▶ [Task description] Search the entries below for the string "required" and copy the lines that hold it.

▶ [Dataset entries]

────────────────────────────────────────

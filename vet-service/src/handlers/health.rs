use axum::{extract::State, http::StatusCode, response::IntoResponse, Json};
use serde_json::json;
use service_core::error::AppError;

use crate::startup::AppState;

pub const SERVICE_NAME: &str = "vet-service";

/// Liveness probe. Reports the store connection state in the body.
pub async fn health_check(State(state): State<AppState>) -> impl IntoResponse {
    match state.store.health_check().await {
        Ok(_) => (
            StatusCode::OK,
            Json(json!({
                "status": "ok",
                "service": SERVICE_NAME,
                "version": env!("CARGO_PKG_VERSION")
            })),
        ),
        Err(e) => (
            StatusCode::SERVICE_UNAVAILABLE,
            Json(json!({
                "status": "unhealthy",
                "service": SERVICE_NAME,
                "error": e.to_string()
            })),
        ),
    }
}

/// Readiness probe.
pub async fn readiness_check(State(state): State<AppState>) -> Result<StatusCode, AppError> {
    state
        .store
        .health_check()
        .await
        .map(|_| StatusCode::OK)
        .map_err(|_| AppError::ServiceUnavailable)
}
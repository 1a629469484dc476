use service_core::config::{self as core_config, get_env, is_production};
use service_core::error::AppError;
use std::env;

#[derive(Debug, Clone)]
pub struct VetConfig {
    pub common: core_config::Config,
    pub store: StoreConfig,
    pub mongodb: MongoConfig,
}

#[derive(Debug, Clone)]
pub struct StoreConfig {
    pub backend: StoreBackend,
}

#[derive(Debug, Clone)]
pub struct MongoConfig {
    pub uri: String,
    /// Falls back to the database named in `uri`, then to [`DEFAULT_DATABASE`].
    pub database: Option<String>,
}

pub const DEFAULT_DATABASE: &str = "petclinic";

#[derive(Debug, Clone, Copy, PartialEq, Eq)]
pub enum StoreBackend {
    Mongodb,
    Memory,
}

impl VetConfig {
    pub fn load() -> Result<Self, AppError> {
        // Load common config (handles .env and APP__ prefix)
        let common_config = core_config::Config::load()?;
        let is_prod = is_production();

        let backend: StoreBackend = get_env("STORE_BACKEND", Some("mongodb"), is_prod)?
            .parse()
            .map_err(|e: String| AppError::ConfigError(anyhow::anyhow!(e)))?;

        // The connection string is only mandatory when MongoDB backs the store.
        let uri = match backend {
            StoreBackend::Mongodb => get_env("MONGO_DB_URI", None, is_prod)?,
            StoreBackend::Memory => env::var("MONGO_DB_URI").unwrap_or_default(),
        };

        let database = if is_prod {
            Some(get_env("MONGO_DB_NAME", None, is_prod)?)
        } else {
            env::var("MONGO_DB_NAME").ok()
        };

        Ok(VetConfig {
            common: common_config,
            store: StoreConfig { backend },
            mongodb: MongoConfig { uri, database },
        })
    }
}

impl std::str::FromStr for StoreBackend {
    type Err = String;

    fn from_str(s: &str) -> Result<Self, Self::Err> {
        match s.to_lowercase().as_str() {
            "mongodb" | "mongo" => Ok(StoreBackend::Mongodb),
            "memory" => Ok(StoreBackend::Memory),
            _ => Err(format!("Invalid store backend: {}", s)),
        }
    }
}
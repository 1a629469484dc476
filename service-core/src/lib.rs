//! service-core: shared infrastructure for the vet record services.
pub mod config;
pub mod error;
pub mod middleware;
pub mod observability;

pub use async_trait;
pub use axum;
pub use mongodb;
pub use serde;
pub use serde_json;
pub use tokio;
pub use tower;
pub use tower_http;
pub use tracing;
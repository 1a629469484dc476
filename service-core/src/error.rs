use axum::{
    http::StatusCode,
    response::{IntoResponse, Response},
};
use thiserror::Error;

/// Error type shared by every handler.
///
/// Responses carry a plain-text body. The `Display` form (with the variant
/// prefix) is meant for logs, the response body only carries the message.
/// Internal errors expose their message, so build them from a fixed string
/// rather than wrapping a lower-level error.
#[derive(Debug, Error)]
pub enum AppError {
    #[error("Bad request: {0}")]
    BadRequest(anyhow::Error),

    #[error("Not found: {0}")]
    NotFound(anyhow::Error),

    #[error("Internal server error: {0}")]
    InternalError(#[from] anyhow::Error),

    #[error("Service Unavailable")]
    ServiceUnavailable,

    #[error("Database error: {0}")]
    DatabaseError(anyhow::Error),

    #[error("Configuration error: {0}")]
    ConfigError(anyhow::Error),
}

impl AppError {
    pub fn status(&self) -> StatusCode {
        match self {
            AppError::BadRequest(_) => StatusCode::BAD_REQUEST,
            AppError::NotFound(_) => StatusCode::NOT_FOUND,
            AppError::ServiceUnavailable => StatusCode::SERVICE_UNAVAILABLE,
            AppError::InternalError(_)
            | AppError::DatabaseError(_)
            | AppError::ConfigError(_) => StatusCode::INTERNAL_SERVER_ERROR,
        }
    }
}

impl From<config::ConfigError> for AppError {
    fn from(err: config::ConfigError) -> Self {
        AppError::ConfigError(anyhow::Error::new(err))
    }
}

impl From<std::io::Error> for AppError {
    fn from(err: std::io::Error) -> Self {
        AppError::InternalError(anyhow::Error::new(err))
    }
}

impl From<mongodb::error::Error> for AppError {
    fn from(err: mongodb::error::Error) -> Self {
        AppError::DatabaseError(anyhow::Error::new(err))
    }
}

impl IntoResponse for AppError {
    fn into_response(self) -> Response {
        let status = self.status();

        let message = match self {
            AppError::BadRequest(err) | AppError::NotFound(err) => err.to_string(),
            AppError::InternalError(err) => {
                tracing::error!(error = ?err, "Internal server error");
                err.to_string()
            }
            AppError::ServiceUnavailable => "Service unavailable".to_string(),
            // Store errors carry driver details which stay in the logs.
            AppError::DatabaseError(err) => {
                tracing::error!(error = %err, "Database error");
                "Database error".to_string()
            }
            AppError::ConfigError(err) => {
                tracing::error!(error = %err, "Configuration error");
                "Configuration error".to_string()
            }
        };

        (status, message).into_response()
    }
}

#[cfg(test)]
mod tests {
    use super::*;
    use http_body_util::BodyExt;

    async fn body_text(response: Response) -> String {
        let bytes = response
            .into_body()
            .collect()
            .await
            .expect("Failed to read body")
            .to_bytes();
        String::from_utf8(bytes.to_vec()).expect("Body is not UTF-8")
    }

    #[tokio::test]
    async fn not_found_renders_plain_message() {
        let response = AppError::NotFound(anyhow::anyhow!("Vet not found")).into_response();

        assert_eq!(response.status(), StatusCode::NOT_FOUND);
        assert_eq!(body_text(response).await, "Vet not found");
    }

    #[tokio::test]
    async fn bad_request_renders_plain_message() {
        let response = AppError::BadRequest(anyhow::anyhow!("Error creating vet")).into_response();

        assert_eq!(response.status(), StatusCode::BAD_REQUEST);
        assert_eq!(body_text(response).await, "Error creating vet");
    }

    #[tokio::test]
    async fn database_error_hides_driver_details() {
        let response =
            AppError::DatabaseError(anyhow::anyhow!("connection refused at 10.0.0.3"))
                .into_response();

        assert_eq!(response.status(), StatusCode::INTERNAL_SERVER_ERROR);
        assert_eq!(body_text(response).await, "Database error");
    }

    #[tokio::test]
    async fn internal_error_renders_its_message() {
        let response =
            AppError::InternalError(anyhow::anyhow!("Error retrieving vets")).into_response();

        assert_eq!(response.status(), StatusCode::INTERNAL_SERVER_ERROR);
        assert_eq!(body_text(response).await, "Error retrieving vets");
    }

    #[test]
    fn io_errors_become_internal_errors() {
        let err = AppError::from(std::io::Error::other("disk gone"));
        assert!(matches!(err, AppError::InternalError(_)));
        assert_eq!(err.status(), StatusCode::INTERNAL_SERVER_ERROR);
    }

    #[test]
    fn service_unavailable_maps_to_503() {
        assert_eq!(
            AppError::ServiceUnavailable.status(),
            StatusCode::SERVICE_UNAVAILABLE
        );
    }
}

────────────────────────────────────────

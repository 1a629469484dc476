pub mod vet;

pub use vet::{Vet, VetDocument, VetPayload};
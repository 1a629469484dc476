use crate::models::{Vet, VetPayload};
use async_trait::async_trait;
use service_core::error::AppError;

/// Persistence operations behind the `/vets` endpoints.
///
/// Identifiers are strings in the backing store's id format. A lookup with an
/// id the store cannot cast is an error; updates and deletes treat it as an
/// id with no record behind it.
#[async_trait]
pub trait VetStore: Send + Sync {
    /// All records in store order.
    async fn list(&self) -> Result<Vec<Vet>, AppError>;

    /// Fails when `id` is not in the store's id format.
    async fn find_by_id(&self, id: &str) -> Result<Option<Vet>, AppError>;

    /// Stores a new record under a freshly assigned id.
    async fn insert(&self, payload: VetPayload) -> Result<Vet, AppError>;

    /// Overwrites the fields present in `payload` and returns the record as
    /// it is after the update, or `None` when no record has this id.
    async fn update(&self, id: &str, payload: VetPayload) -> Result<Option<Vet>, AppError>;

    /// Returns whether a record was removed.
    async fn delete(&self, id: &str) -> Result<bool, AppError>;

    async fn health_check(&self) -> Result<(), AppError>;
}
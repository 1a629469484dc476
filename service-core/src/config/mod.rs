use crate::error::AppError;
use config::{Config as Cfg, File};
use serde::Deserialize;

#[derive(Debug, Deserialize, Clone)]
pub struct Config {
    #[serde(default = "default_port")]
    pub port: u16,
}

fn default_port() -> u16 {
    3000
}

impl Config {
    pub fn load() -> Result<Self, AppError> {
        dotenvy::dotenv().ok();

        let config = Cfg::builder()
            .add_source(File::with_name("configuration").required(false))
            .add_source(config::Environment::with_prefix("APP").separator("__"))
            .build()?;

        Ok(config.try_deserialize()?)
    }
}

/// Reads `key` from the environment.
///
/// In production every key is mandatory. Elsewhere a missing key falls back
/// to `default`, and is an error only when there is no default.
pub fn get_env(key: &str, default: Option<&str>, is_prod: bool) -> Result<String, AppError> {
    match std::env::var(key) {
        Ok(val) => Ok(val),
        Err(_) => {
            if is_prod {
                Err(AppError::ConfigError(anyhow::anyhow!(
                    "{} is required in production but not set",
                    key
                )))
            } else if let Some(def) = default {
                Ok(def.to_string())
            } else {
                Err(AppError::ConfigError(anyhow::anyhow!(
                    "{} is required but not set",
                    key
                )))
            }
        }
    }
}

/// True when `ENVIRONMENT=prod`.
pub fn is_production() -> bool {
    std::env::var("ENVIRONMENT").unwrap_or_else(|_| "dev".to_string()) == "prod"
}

────────────────────────────────────────

▶ [Output for this task]
            .add_source(File::with_name("configuration").required(false))
                    "{} is required in production but not set",
                    "{} is required but not set",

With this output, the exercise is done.